Wenn schon dieses Thema keinen Harmonieeffekt auslöste, was wäre wohl geschehen, wenn Linz die Diskussion um die Farbfreigabe eröffnet hätte? rw
Symbolbild Taxi Alarmanlage: Foto: Remmer Witte









Das wünschen sich Uber Bolts schon lange . Wir gehen nur langsam deren Wünsche nach
Ich widerspreche ausdrücklich der Behauptung, es sei kein Nutzen der Alarmanlage gegeben. Ich habe persönlich zwei Situationen erlebt, bei denen wir einem Kollegen bei Streitigkeiten mit ihren Kunden helfen konnten, als wir durch den ausgelösten Taxialarm auf die Tätlichkeiten aufmerksam wurden.
Eine andere Situation, von mir persönlich als bedrohlich erlebt, konnte ich durch den beschriebenen Stillen Alarm in Verbindung mit sogenannter Funkbetreung entschärfen. Wie es anders ausgegangen wäre, weiß ich nicht, aber die Situation war aufgelöst.
Tatsächlich entscheidend war dabei allerdings der analoge Sprechfunk, der heute nicht mehr eingesetzt wird. Generell hat er erheblich zur Sicherheit beigetragen, weil damit aus dem näheren Umkreis blitzartig Kollegen zu Hilfe gerufen werden konnten.
Die derzeit verfügbaren Systeme leisten das nicht so gut, abgesehen von der Mithörfunktion. Meist sind allerdings mehrere Bedienschritte erforderlich, im Gegensatz zu früher mit einfachem Tastendruck am Funkgerät oder Alarmknopf.
Optischer, akustischer und stiller Alarm sind ein Sicherheitsfaktor.
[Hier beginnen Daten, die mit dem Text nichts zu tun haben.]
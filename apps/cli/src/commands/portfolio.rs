use anyhow::Result;
use folio_core::portfolio::{PerformanceServiceTrait, PortfolioPerformance, RealizedGainsReport};
use folio_core::users::User;
use folio_core::utils::time_utils::parse_date_opt;

use crate::context::Context;
use crate::output::{self, Output};

pub async fn performance(ctx: &Context, out: &Output, user: &User) -> Result<()> {
    let service = ctx.performance_service().await?;
    let performance = service.get_portfolio_performance(&user.id).await?;
    out.emit(&performance, render_performance)
}

pub fn realized(
    ctx: &Context,
    out: &Output,
    user: &User,
    start: Option<&str>,
    end: Option<&str>,
) -> Result<()> {
    let start_date = parse_date_opt(start)?;
    let end_date = parse_date_opt(end)?;
    let service = ctx.realized_gains_service();
    let report = service.get_realized_gains(&user.id, start_date, end_date)?;
    out.emit(&report, render_realized)
}

fn render_performance(perf: &PortfolioPerformance) -> String {
    let mut sections = Vec::new();

    if perf.positions.is_empty() {
        sections.push("No open positions.".to_string());
    } else {
        let rows: Vec<Vec<String>> = perf
            .positions
            .iter()
            .map(|(symbol, p)| {
                vec![
                    symbol.clone(),
                    output::quantity(p.quantity),
                    output::money(p.average_cost_basis),
                    output::money(p.total_cost_basis),
                    output::optional_money(p.current_price),
                    output::optional_money(p.market_value),
                    output::optional_money(p.unrealized_pnl),
                    output::percent(p.unrealized_pnl_percent),
                    output::money(p.realized_pnl),
                ]
            })
            .collect();
        sections.push(output::table(
            &[
                "SYMBOL",
                "QTY",
                "AVG COST",
                "COST BASIS",
                "PRICE",
                "MARKET VALUE",
                "UNREALIZED",
                "UNREALIZED %",
                "REALIZED",
            ],
            &rows,
        ));
    }

    sections.push(format!(
        "Total cost basis:     {}\nTotal market value:   {}\nTotal unrealized P&L: {}\nTotal realized P&L:   {}",
        output::money(perf.total_cost_basis),
        output::money(perf.total_market_value),
        output::money(perf.total_unrealized_pnl),
        output::money(perf.total_realized_pnl),
    ));

    if !perf.unpriced_symbols.is_empty() {
        sections.push(format!(
            "No current price for: {}",
            perf.unpriced_symbols.join(", ")
        ));
    }
    sections.join("\n\n")
}

fn render_realized(report: &RealizedGainsReport) -> String {
    if report.gains.is_empty() {
        return "No realized gains in range.".to_string();
    }
    let rows: Vec<Vec<String>> = report
        .gains
        .iter()
        .map(|g| {
            vec![
                g.date.format("%Y-%m-%d").to_string(),
                g.symbol.clone(),
                output::quantity(g.quantity),
                output::money(g.proceeds),
                output::money(g.cost_basis),
                output::money(g.realized_pnl),
            ]
        })
        .collect();
    format!(
        "{}\n\nTotal realized P&L: {}",
        output::table(
            &["DATE", "SYMBOL", "QTY", "PROCEEDS", "COST BASIS", "REALIZED"],
            &rows
        ),
        output::money(report.total_realized_pnl)
    )
}
//! Plain-text tables and JSON output for command results.

use anyhow::Result;
use folio_core::constants::DISPLAY_DECIMAL_PRECISION;
use folio_core::portfolio::PnlPercent;
use rust_decimal::{Decimal, RoundingStrategy};
use serde::Serialize;

pub struct Output {
    json: bool,
}

impl Output {
    pub fn new(json: bool) -> Self {
        Self { json }
    }

    /// Prints `value` as JSON, or the text from `render` otherwise.
    pub fn emit<T: Serialize>(&self, value: &T, render: impl FnOnce(&T) -> String) -> Result<()> {
        if self.json {
            println!("{}", serde_json::to_string_pretty(value)?);
        } else {
            println!("{}", render(value));
        }
        Ok(())
    }
}

pub fn money(value: Decimal) -> String {
    let rounded = value.round_dp_with_strategy(
        DISPLAY_DECIMAL_PRECISION,
        RoundingStrategy::MidpointAwayFromZero,
    );
    format!("{:.*}", DISPLAY_DECIMAL_PRECISION as usize, rounded)
}

pub fn optional_money(value: Option<Decimal>) -> String {
    value.map(money).unwrap_or_else(|| "-".to_string())
}

pub fn quantity(value: Decimal) -> String {
    value.normalize().to_string()
}

pub fn percent(value: Option<PnlPercent>) -> String {
    match value {
        Some(PnlPercent::Finite(d)) => format!("{}%", money(d)),
        Some(PnlPercent::Unbounded) => PnlPercent::Unbounded.to_string(),
        None => "-".to_string(),
    }
}

/// Renders rows under `headers`. The first column is left aligned, the rest
/// right aligned.
pub fn table(headers: &[&str], rows: &[Vec<String>]) -> String {
    let mut widths: Vec<usize> = headers.iter().map(|h| h.chars().count()).collect();
    for row in rows {
        for (i, cell) in row.iter().enumerate().take(widths.len()) {
            widths[i] = widths[i].max(cell.chars().count());
        }
    }

    let line = |cells: Vec<&str>| -> String {
        cells
            .iter()
            .enumerate()
            .map(|(i, cell)| {
                if i == 0 {
                    format!("{:<width$}", cell, width = widths[i])
                } else {
                    format!("{:>width$}", cell, width = widths[i])
                }
            })
            .collect::<Vec<_>>()
            .join("  ")
            .trim_end()
            .to_string()
    };

    let mut out = vec![line(headers.to_vec())];
    out.extend(
        rows.iter()
            .map(|row| line(row.iter().map(String::as_str).collect())),
    );
    out.join("\n")
}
Diese Funktionen an heutige technische Voraussetzungen und Möglichkeiten anzupassen wäre gefragt. An dieser Stelle ist tatsächlich Technologieoffenheit gefordert. Nötige Abschreckung und gewisse Wehrhaftigkeit ohne Waffen reduzieren die Gefahren unseres Berufs.
Absolute Zustimmung! Allein die Rettung auch “nur” eines Lebens rechtfertigt die rechtliche Anordnung eines lauten Alarms. Merkwürdig, dass die Teilnehmenden kein entsprechendes Beispiel parat hatten. So nahm ich als Zuschauer an einem Prozess teil, bei dem ein Zeuge detailliert berichtete, dass er ausschließlich wegen des lauten Taxialarms auf den Taxifahrer aufmerksam wurde, der anschließend durch eine Notoperation gerettet werden konnte. “Digitalere Methoden” wären sein sicherer Tod gewesen. Also Beispiele gibt es offensichtlich genug. “Einsparpotentiale” sind hier völlig fehl am Platze. Streicht man den lauten Alarms, steigt unweigerlich die Opferzahl derjenigen, die durch ebendiesen gerettet worden wären. Hoffentlich hat Herr Linz nicht nur an die zu sparende Kohle gedacht….
In dem Beitrag vermisse ich alternative digitale alarmsysteme.Die Effizienz des alten Sprechfunk wird wahrscheinlich kein System haben
Im Beitrag wird die kostenlose App SaveNow als Alternative genannt.